- Active: 1952.3-
- Country: China
- Allegiance: Chinese Communist Party
- Branch: Southern Theater Command Ground Force
- Type: Combined Arms
- Size: Brigade
- Part of: 75th Group Army
- Garrison/HQ: Dali, Yunnan
- Engagements: Vietnam War, Sino-Vietnamese War

= 31st Motorized Infantry Division (People's Republic of China) =

The 49th Infantry Division () was a division of the Chinese People's Liberation Army. It was formed in March 1952 and in August designated as a light division of the national defense force. It was the second PRC infantry division numbered 49; the previous 49th Division had been disestablished in 1950–51.

The division was organized from units and detachments of the 5th Army Group left in Guizhou province.

The division was composed of:
- 145th Infantry Regiment;
- 146th Infantry Regiment (former 137th);
- 147th Infantry Regiment (former 141st);
- 307th Artillery Regiment.

From April 1955 the division was put under the Kunming Military Region's control.

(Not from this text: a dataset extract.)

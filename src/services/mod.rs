mod file_system_service_impl;
mod write_session;

pub use file_system_service_impl::FileSystemServiceImpl;
pub use write_session::WriteSession;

From June 1957 the division was transferred to the Chengdu Military Region's control, but the division returned to the Kunming MR in May 1958.

From April 1960 the division was renamed as the 49th Army Division ().

From August 1967 to 1968, Anti-Aircraft Artillery Regiment, 49th Army Division was deployed to North Vietnam for air defense missions.

In November 1969, the division was transferred to the newly formed 11th Army Corps and later redesignated as the 31st Army Division (). All its regiments were redesignated as follows:
- 91st Infantry Regiment (former 145th);
- 92nd Infantry Regiment (former 146th);
- 93rd Infantry Regiment (former 147th);
- Artillery Regiment (former 307th).

During the 1984 Battle of Laoshan, the PLA launched their assault on Laoshan at 05:00 on 28 April after intense artillery bombardment. PLA forces were estimated to outnumber the size of PAVN ones. The PLA 40th Division of the 14th Army crossed the border section to the west of the Lô River, while the 31st Division took Hill 1200 on the eastern bank.

In October 1985, the division was transferred to the 14th Army and renamed the 31st Motorized Infantry Division (), as a southern motorized infantry division. Anti-Aircraft Artillery Regiment, 31st Motorized Infantry Division was established.

In 1998, the 91st Infantry Regiment merged with the 18th Tank Regiment, 5th Tank Division as the Armored Regiment, 31st Motorized Infantry Division. At the time, the division was composed of:
- 92nd Motorized Infantry Regiment;
- 93rd Motorized Infantry Regiment;
- Armored Regiment;
- Artillery Regiment;
- Anti-Aircraft Regiment.

In 2013, the division was split into two brigades: the 31st Mechanized Infantry Brigade () and 32nd Mountain Motorized Infantry Brigade ().

In April 2017, the 31st brigade was reorganized as the 31st Heavy Combined Arms Brigade (), while the 32nd Brigade was reorganized as the 32nd Mountain Combined Arms Brigade (). Both brigades are now part of the PLA 75th Group Army, stationed in Dali, Yunnan.